Beyond regional (e.g., industry) and point-sources (e.g., traffic) of widespread ambient air pollution, a more localized source, secondhand smoke (SHS) from cigarettes, can also raise BP. SHS increases the risk of elevated home BP values as well as the prevalence of masked hypertension. We have shown by controlled exposures as well as personal monitoring that short-term SHS inhalation causes elevations in BP over a few hours-to-days. Perhaps even more important, a number of studies have also began to show that long-term exposures are capable of promoting the development of chronic hypertension.
The negative influence of air pollution on BP is of clinical relevance. Emergency department visits for hypertension have been shown to be increased following more air polluted days in several countries including Canada (low levels) and China (extremely high levels). Hypertension-related mortality has also been linked to chronic PM 2.5 exposures. Reductions in citywide and national ambient air pollution levels because of governmental regulations provide substantial improvements in cardiovascular health as well as reductions in all-cause mortality. From a clinical practice standpoint, some studies have shown that several personal-level interventions can be effective in reducing harmful exposures and thereby blunt or mitigate the prohypertensive responses. These include wearing high efficiency filter (HEPA) facemasks while outdoors and/or closing outside windows while in heavily polluted cities, as well as using household and automobile cabin HEPA filtration systems. Decreased exposure to SHS also results in substantial reductions (10% to 20%) in cardiovascular events within a few months of instituting smoking ordinances. Clinical recommendations regarding practical methods to assess and reduce the cardiovascular risks related to air pollution have been outlined in detail.
Other Environmental Factors
Several additional environmental factors common to modern societies have proven capable of increasing BP including exposures to persistent organic pollutants, strong odors (e.g., nearby farm animals), certain metals (i.e., lead, cadmium, mercury, arsenic), and several endocrine-disrupting chemicals used in plastics such as beverage bottles (e.g., bisphenol A) and food wraps (e.g., phthalates). Facial immersion in cold water also acutely raises BP (i.e., diving reflex). There is additional evidence that living at more extreme northern or southern latitudes is associated with higher BP (possibly related to lower vitamin D).
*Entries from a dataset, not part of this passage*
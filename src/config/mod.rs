//! Configuration module
//!
//! Handles CLI argument parsing, TOML configuration files, and validation.
//!
//! A [`Config`] is built once at startup and passed by reference through the
//! driver into every component. Nothing reads configuration from global state.

pub mod cli;
pub mod cli_convert;
pub mod toml;
pub mod validator;

use crate::metrics::TrailerLayout;
use crate::remote::{Credentials, HostEndpoint};
use serde::{Deserialize, Serialize};
use std::fmt;
use std::path::PathBuf;
use std::time::Duration;

/// Complete benchmark configuration
#[derive(Debug, Clone, Default, Serialize, Deserialize)]
pub struct Config {
    #[serde(default)]
    pub cluster: ClusterConfig,
    #[serde(default)]
    pub inference: InferenceConfig,
    #[serde(default)]
    pub run: RunConfig,
    #[serde(default)]
    pub output: OutputConfig,
}

/// Worker hosts and how to reach them
#[derive(Debug, Clone, Default, Serialize, Deserialize)]
pub struct ClusterConfig {
    /// Worker host addresses (empty = local-only mode)
    #[serde(default)]
    pub workers: Vec<String>,
    /// SSH settings shared by every worker
    #[serde(default)]
    pub ssh: SshConfig,
}

/// SSH session settings
#[derive(Debug, Clone, Serialize, Deserialize)]
pub struct SshConfig {
    /// Remote user name
    #[serde(default = "default_ssh_user")]
    pub user: String,
    /// Password authentication
    #[serde(default, skip_serializing)]
    pub password: Option<String>,
    /// Private key authentication (takes precedence over password)
    #[serde(default)]
    pub private_key: Option<PathBuf>,
    /// Passphrase for `private_key`
    #[serde(default, skip_serializing)]
    pub passphrase: Option<String>,
    /// SSH port on every worker
    #[serde(default = "default_ssh_port")]
    pub port: u16,
    /// TCP connect + handshake timeout in milliseconds
    #[serde(default = "default_connect_timeout_ms")]
    pub connect_timeout_ms: u64,
    /// Extra attempts to establish a session (authentication failures are never retried)
    #[serde(default)]
    pub connect_retries: u32,
}

fn default_ssh_user() -> String {
    "root".to_string()
}

fn default_ssh_port() -> u16 {
    22
}

fn default_connect_timeout_ms() -> u64 {
    10_000
}

impl Default for SshConfig {
    fn default() -> Self {
        Self {
            user: default_ssh_user(),
            password: None,
            private_key: None,
            passphrase: None,
            port: default_ssh_port(),
            connect_timeout_ms: default_connect_timeout_ms(),
            connect_retries: 0,
        }
    }
}

impl SshConfig {
    /// Connection timeout as a `Duration`
    pub fn connect_timeout(&self) -> Duration {
        Duration::from_millis(self.connect_timeout_ms)
    }

    /// Resolve the configured credentials
    ///
    /// Returns `None` when neither a key nor a password is configured.
    pub fn credentials(&self) -> Option<Credentials> {
        if let Some(ref key) = self.private_key {
            return Some(Credentials::KeyFile {
                username: self.user.clone(),
                private_key: key.clone(),
                passphrase: self.passphrase.clone(),
            });
        }

        self.password.as_ref().map(|password| Credentials::Password {
            username: self.user.clone(),
            password: password.clone(),
        })
    }
}

/// Inference program parameters (master and worker command lines)
#[derive(Debug, Clone, Serialize, Deserialize)]
pub struct InferenceConfig {
    /// Threads per participant (`--nthreads`)
    #[serde(default = "default_threads")]
    pub threads: usize,
    /// Generated tokens per trial (`--steps`)
    #[serde(default = "default_steps")]
    pub steps: usize,
    /// Model name; resolved to `{model_dir}/{model}.bin`
    #[serde(default = "default_model")]
    pub model: String,
    /// Directory holding the model and tokenizer files
    #[serde(default = "default_model_dir")]
    pub model_dir: PathBuf,
    /// Master binary (run locally)
    #[serde(default = "default_master_binary")]
    pub master_binary: PathBuf,
    /// Worker binary (path on the remote hosts)
    #[serde(default = "default_worker_binary")]
    pub worker_binary: PathBuf,
    /// Port the worker listens on
    #[serde(default = "default_worker_port")]
    pub worker_port: u16,
    /// Weight format identifier (`--weights-float-type`)
    #[serde(default = "default_weights_float_type")]
    pub weights_float_type: String,
    /// Buffer format identifier (`--buffer-float-type`)
    #[serde(default = "default_buffer_float_type")]
    pub buffer_float_type: String,
    /// Prompt text
    #[serde(default = "default_prompt")]
    pub prompt: String,
    /// Run both master and workers under `nice -n -20`
    #[serde(default = "default_true")]
    pub nice: bool,
}

fn default_threads() -> usize {
    4
}

fn default_steps() -> usize {
    16
}

fn default_model() -> String {
    "dllama_llama-2-7b_q40".to_string()
}

fn default_model_dir() -> PathBuf {
    PathBuf::from("./model")
}

fn default_master_binary() -> PathBuf {
    PathBuf::from("./main")
}

fn default_worker_binary() -> PathBuf {
    PathBuf::from("/root/distributed-llama/main")
}

fn default_worker_port() -> u16 {
    9998
}

fn default_weights_float_type() -> String {
    "q40".to_string()
}

fn default_buffer_float_type() -> String {
    "q80".to_string()
}

fn default_prompt() -> String {
    "Hello world".to_string()
}

fn default_true() -> bool {
    true
}

impl Default for InferenceConfig {
    fn default() -> Self {
        Self {
            threads: default_threads(),
            steps: default_steps(),
            model: default_model(),
            model_dir: default_model_dir(),
            master_binary: default_master_binary(),
            worker_binary: default_worker_binary(),
            worker_port: default_worker_port(),
            weights_float_type: default_weights_float_type(),
            buffer_float_type: default_buffer_float_type(),
            prompt: default_prompt(),
            nice: true,
        }
    }
}

/// Trial sequencing
#[derive(Debug, Clone, Serialize, Deserialize)]
pub struct RunConfig {
    /// Name of this test (used in the default output directory)
    #[serde(default = "default_test_name")]
    pub test_name: String,
    /// Warm-up trials (never logged or aggregated)
    #[serde(default = "default_warm_up")]
    pub warm_up: usize,
    /// Measured trials
    #[serde(default = "default_loop_count", rename = "loop")]
    pub loop_count: usize,
    /// Delay between worker dispatch and master start, in milliseconds
    #[serde(default = "default_settle_delay_ms")]
    pub settle_delay_ms: u64,
    /// Upper bound on the master's run time (None = wait indefinitely)
    #[serde(default)]
    pub master_timeout_ms: Option<u64>,
    /// Trailer shape printed by the master
    #[serde(default)]
    pub trailer: TrailerLayout,
    /// What to do with a measured trial that produced no metrics
    #[serde(default)]
    pub failure_policy: FailurePolicy,
}

fn default_test_name() -> String {
    "default".to_string()
}

fn default_warm_up() -> usize {
    2
}

fn default_loop_count() -> usize {
    10
}

fn default_settle_delay_ms() -> u64 {
    5000
}

impl Default for RunConfig {
    fn default() -> Self {
        Self {
            test_name: default_test_name(),
            warm_up: default_warm_up(),
            loop_count: default_loop_count(),
            settle_delay_ms: default_settle_delay_ms(),
            master_timeout_ms: None,
            trailer: TrailerLayout::default(),
            failure_policy: FailurePolicy::default(),
        }
    }
}

impl RunConfig {
    /// Settling delay as a `Duration`
    pub fn settle_delay(&self) -> Duration {
        Duration::from_millis(self.settle_delay_ms)
    }

    /// Master timeout as a `Duration`
    pub fn master_timeout(&self) -> Option<Duration> {
        self.master_timeout_ms.map(Duration::from_millis)
    }
}

/// Handling of measured trials whose metrics could not be extracted
#[derive(Debug, Clone, Copy, Serialize, Deserialize, PartialEq, Eq, Default)]
#[serde(rename_all = "snake_case")]
pub enum FailurePolicy {
    /// Exclude the trial from the report and keep going
    #[default]
    Skip,
    /// Stop the run
    Abort,
}

impl fmt::Display for FailurePolicy {
    fn fmt(&self, f: &mut fmt::Formatter) -> fmt::Result {
        match self {
            FailurePolicy::Skip => write!(f, "skip"),
            FailurePolicy::Abort => write!(f, "abort"),
        }
    }
}

/// Output location
#[derive(Debug, Clone, Default, Serialize, Deserialize)]
pub struct OutputConfig {
    /// Output directory (None = `./test/{model}/{test_name}/{timestamp}`)
    #[serde(default)]
    pub dir: Option<PathBuf>,
    /// Remove an existing output directory instead of failing
    #[serde(default)]
    pub clean: bool,
}

impl Config {
    /// Build one endpoint per configured worker
    ///
    /// Fails if workers are configured but no credentials are.
    pub fn endpoints(&self) -> anyhow::Result<Vec<HostEndpoint>> {
        if self.cluster.workers.is_empty() {
            return Ok(Vec::new());
        }

        let credentials = self.cluster.ssh.credentials().ok_or_else(|| {
            anyhow::anyhow!("workers configured but no SSH password or private key given")
        })?;

        Ok(self
            .cluster
            .workers
            .iter()
            .map(|address| HostEndpoint::new(address.clone(), self.cluster.ssh.port, credentials.clone()))
            .collect())
    }

    /// Resolve the output directory, defaulting to a timestamped path
    pub fn output_dir(&self, now: chrono::DateTime<chrono::Local>) -> PathBuf {
        match self.output.dir {
            Some(ref dir) => dir.clone(),
            None => PathBuf::from("./test")
                .join(&self.inference.model)
                .join(&self.run.test_name)
                .join(now.format("%Y%m%d%H%M%S").to_string()),
        }
    }
}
Finally, extraordinarily rare exposures shown in a few case reports to significantly alter BP include the inhalation of moon dust by astronauts (elevates BP) and zero gravity space flight (lowers BP because of vasodilatation despite increased cardiac output).
Summary of Evidence
The main findings in the published literature and the biologic mechanisms linking environmental exposures to BP changes are summarized in Table 8.1 . The majority of studies report average systolic BP elevations between 5 and 15 mm Hg following relevant exposures either commonly or plausibly encountered in real-world scenarios. Note that some patients may experience even larger responses and extreme exposures may produce even greater pressor responses than typically reported.